● WHAT THE TASK ASKS
Instruction for the entries that follow: retype exactly the lines from the line with "filename crates/api/src/app/routes/purchases.rs" to the line with "match services.purchases.get(&caller, id).await", both included, and omit all others.

Stored data:
--

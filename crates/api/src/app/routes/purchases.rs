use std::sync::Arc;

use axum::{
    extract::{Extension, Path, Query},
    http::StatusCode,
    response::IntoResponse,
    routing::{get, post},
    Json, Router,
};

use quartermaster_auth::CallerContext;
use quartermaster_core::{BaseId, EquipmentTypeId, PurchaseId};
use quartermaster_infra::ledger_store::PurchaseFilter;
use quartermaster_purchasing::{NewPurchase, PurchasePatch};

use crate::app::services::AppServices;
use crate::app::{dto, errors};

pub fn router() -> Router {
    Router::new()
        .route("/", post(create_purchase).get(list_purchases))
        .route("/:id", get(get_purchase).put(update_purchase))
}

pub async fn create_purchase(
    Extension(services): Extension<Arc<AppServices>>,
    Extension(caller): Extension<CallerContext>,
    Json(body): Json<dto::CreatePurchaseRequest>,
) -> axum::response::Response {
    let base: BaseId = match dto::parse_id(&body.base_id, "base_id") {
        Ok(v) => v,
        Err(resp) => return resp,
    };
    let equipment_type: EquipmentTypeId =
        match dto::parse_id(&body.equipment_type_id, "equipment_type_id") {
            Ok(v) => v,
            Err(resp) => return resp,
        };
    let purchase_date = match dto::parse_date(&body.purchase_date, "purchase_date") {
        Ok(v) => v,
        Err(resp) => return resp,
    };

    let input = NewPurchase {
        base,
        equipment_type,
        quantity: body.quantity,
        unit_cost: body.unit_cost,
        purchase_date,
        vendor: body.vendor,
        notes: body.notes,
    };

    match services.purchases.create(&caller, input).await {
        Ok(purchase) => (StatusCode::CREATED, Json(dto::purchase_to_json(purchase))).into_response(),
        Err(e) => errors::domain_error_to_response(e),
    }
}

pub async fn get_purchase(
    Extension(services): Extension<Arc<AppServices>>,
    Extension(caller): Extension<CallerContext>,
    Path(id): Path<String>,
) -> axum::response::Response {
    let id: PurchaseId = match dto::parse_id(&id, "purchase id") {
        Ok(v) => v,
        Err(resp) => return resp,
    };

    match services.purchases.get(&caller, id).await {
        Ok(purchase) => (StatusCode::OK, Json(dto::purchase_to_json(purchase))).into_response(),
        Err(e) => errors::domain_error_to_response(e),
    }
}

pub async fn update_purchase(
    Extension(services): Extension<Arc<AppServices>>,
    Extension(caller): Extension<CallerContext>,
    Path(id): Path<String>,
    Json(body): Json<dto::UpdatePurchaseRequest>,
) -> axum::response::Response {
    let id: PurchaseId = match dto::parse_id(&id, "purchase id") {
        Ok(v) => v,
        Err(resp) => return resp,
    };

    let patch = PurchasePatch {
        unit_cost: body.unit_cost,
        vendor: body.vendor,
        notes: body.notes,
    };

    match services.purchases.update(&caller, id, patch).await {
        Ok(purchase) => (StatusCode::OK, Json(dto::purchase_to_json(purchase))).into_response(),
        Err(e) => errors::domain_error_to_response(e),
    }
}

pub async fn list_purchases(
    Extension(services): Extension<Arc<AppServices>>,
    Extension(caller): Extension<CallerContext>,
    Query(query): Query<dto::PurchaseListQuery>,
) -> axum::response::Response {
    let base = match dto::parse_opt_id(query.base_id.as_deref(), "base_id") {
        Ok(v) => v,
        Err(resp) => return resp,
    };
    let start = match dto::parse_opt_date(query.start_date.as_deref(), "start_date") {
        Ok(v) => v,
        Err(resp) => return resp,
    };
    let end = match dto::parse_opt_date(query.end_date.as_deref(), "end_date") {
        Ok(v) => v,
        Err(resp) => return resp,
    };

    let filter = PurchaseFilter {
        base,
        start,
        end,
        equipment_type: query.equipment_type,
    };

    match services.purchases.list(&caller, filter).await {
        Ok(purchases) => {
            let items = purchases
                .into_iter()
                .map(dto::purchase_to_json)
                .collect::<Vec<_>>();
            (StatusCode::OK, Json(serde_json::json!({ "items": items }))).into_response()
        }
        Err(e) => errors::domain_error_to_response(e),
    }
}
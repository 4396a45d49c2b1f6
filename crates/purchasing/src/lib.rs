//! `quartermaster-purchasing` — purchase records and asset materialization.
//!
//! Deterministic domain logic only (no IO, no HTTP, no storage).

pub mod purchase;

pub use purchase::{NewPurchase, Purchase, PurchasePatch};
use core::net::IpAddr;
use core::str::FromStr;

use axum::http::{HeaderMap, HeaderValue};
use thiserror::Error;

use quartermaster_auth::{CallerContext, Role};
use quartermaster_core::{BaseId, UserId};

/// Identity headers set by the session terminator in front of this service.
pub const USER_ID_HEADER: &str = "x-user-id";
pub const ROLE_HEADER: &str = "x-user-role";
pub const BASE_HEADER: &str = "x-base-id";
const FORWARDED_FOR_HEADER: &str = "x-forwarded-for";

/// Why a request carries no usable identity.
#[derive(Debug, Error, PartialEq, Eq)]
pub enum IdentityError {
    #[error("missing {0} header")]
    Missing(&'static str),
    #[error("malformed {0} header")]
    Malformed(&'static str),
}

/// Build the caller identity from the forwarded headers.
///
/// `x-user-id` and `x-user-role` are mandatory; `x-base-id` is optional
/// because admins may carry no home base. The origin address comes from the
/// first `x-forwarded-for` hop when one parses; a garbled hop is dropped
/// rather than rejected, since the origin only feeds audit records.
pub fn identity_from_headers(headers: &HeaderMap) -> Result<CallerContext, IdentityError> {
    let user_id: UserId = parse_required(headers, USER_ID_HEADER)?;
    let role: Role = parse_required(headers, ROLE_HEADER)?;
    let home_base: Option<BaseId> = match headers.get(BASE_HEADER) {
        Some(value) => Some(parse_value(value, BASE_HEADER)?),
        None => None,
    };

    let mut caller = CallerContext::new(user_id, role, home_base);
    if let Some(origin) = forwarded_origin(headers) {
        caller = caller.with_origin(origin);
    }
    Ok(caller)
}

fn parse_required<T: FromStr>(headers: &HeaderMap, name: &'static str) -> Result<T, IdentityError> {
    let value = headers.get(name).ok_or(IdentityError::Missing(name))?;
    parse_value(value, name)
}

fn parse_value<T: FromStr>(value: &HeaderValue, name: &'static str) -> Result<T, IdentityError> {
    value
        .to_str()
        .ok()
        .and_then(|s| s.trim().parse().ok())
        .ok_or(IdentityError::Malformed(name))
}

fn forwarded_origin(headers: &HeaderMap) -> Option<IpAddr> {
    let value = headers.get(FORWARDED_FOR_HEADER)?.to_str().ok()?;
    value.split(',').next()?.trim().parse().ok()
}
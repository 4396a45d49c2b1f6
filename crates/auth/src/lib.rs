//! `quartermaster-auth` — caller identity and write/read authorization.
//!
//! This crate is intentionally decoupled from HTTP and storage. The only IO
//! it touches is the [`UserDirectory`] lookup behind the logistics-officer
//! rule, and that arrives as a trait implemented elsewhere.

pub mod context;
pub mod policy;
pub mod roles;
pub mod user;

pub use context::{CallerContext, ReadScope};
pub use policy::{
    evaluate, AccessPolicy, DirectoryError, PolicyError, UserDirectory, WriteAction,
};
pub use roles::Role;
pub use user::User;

--

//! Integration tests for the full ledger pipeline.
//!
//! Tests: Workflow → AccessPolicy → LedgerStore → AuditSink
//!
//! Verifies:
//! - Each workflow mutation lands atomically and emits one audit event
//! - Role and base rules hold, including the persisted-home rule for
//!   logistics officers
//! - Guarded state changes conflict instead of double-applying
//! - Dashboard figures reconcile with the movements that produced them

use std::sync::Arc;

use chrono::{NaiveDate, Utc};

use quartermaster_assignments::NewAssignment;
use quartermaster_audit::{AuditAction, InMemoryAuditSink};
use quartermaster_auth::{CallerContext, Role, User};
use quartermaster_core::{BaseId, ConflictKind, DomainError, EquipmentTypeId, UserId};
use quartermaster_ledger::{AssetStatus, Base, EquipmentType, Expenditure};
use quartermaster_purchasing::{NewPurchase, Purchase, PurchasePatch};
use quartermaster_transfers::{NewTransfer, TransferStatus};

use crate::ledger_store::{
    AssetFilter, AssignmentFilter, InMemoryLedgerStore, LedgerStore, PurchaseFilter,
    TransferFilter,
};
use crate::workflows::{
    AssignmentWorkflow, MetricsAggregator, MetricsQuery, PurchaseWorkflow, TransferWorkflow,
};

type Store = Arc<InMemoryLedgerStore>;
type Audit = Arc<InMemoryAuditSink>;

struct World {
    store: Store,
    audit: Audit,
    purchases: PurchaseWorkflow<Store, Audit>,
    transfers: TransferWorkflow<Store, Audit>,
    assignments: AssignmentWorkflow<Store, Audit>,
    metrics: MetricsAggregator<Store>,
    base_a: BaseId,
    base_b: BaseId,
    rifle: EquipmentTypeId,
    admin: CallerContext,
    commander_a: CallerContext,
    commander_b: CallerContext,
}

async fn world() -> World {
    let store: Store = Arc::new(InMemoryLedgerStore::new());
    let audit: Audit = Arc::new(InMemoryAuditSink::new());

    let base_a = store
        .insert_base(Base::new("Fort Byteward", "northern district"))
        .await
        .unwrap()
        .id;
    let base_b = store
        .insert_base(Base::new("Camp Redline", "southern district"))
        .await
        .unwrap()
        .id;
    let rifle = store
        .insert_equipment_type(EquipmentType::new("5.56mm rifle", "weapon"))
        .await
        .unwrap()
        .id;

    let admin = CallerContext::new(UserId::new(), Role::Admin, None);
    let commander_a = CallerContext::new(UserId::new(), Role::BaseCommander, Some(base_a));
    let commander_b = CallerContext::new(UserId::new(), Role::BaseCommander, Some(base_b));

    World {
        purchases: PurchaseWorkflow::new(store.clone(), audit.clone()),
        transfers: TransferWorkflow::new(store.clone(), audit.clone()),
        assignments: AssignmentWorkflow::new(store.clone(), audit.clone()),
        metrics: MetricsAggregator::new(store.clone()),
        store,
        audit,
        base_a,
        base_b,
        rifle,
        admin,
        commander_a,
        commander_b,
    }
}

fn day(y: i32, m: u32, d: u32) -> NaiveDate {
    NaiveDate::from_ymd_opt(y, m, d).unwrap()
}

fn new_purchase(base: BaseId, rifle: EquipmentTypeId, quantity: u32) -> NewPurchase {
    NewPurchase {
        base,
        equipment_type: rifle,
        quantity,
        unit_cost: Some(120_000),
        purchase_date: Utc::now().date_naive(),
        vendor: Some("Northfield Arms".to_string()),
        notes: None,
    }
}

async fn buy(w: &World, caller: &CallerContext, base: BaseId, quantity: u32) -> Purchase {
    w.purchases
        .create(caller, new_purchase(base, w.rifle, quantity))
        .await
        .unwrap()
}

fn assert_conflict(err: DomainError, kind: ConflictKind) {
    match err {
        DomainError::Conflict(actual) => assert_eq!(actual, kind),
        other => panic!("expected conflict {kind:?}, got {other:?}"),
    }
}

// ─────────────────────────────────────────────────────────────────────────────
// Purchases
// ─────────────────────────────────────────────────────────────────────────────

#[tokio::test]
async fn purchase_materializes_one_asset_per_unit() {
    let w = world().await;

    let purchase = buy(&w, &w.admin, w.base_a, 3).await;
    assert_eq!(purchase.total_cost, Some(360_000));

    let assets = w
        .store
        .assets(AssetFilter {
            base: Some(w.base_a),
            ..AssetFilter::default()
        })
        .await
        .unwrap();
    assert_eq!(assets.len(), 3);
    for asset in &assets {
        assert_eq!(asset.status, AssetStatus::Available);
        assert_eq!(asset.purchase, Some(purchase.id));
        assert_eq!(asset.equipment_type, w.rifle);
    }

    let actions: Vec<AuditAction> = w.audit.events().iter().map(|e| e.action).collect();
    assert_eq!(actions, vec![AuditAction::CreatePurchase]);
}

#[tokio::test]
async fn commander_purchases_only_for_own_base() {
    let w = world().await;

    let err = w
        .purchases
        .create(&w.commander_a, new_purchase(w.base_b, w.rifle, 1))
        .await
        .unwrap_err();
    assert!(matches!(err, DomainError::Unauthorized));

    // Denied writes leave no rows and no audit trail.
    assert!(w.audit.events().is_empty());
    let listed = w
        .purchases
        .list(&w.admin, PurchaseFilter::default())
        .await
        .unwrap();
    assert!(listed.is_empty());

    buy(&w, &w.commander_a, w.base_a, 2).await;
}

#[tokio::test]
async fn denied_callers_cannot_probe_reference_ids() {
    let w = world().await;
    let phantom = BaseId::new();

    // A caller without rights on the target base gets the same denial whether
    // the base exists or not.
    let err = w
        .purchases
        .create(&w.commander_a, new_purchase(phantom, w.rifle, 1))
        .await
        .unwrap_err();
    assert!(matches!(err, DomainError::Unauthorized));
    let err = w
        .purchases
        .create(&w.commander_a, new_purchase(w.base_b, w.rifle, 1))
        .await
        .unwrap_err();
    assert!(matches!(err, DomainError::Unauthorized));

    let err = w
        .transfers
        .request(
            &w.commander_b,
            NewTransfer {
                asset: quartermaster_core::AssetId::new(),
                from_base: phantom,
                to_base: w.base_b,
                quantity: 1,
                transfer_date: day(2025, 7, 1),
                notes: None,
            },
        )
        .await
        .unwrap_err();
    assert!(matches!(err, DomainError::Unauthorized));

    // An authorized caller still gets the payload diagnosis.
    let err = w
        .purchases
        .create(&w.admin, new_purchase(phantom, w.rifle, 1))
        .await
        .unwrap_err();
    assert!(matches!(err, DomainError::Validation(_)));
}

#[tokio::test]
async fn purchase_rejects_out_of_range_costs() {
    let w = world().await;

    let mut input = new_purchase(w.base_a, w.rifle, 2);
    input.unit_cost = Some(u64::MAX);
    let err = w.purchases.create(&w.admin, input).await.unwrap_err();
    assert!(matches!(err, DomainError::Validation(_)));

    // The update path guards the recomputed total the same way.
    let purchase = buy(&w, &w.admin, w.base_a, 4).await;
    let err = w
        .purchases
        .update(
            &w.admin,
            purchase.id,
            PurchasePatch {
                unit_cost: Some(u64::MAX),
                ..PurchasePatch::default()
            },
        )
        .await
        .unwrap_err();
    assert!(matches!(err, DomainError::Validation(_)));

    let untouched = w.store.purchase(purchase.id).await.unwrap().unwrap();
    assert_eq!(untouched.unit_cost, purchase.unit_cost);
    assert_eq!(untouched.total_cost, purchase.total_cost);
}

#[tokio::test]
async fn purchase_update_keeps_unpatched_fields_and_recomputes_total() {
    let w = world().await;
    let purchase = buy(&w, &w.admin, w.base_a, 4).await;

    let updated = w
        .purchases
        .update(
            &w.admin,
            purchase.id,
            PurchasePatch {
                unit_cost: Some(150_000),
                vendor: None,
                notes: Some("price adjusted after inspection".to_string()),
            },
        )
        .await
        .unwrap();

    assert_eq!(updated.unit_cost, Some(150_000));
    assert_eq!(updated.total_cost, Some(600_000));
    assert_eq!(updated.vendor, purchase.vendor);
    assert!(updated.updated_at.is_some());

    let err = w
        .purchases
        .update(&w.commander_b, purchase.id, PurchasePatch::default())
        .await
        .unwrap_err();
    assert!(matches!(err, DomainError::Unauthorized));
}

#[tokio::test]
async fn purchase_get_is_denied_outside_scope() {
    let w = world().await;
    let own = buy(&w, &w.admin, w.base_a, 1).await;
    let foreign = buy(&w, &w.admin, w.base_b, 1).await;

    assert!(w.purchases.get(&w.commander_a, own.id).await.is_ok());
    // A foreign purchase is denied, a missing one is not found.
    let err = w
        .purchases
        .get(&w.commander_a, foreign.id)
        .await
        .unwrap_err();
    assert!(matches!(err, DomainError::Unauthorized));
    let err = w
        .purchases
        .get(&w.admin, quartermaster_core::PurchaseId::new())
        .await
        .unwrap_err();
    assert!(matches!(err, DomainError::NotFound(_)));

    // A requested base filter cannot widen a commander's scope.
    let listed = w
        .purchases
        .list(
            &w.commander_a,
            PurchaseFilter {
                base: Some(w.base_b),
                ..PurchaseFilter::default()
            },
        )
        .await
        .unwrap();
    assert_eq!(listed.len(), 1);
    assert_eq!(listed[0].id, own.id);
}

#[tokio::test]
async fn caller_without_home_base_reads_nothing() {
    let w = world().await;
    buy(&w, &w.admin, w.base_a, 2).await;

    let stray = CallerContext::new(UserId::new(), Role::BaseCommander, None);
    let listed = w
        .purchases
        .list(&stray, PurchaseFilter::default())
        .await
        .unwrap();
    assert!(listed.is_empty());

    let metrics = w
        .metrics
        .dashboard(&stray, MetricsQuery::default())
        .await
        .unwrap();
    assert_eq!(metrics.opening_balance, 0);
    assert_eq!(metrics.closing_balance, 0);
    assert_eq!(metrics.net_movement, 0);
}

--

● YOUR SOLUTION
filename crates/api/src/app/routes/purchases.rs
use std::sync::Arc;

use axum::{
    extract::{Extension, Path, Query},
    http::StatusCode,
    response::IntoResponse,
    routing::{get, post},
    Json, Router,
};

use quartermaster_auth::CallerContext;
use quartermaster_core::{BaseId, EquipmentTypeId, PurchaseId};
use quartermaster_infra::ledger_store::PurchaseFilter;
use quartermaster_purchasing::{NewPurchase, PurchasePatch};

use crate::app::services::AppServices;
use crate::app::{dto, errors};

pub fn router() -> Router {
    Router::new()
        .route("/", post(create_purchase).get(list_purchases))
        .route("/:id", get(get_purchase).put(update_purchase))
}

pub async fn create_purchase(
    Extension(services): Extension<Arc<AppServices>>,
    Extension(caller): Extension<CallerContext>,
    Json(body): Json<dto::CreatePurchaseRequest>,
) -> axum::response::Response {
    let base: BaseId = match dto::parse_id(&body.base_id, "base_id") {
        Ok(v) => v,
        Err(resp) => return resp,
    };
    let equipment_type: EquipmentTypeId =
        match dto::parse_id(&body.equipment_type_id, "equipment_type_id") {
            Ok(v) => v,
            Err(resp) => return resp,
        };
    let purchase_date = match dto::parse_date(&body.purchase_date, "purchase_date") {
        Ok(v) => v,
        Err(resp) => return resp,
    };

    let input = NewPurchase {
        base,
        equipment_type,
        quantity: body.quantity,
        unit_cost: body.unit_cost,
        purchase_date,
        vendor: body.vendor,
        notes: body.notes,
    };

    match services.purchases.create(&caller, input).await {
        Ok(purchase) => (StatusCode::CREATED, Json(dto::purchase_to_json(purchase))).into_response(),
        Err(e) => errors::domain_error_to_response(e),
    }
}

pub async fn get_purchase(
    Extension(services): Extension<Arc<AppServices>>,
    Extension(caller): Extension<CallerContext>,
    Path(id): Path<String>,
) -> axum::response::Response {
    let id: PurchaseId = match dto::parse_id(&id, "purchase id") {
        Ok(v) => v,
        Err(resp) => return resp,
    };

    match services.purchases.get(&caller, id).await {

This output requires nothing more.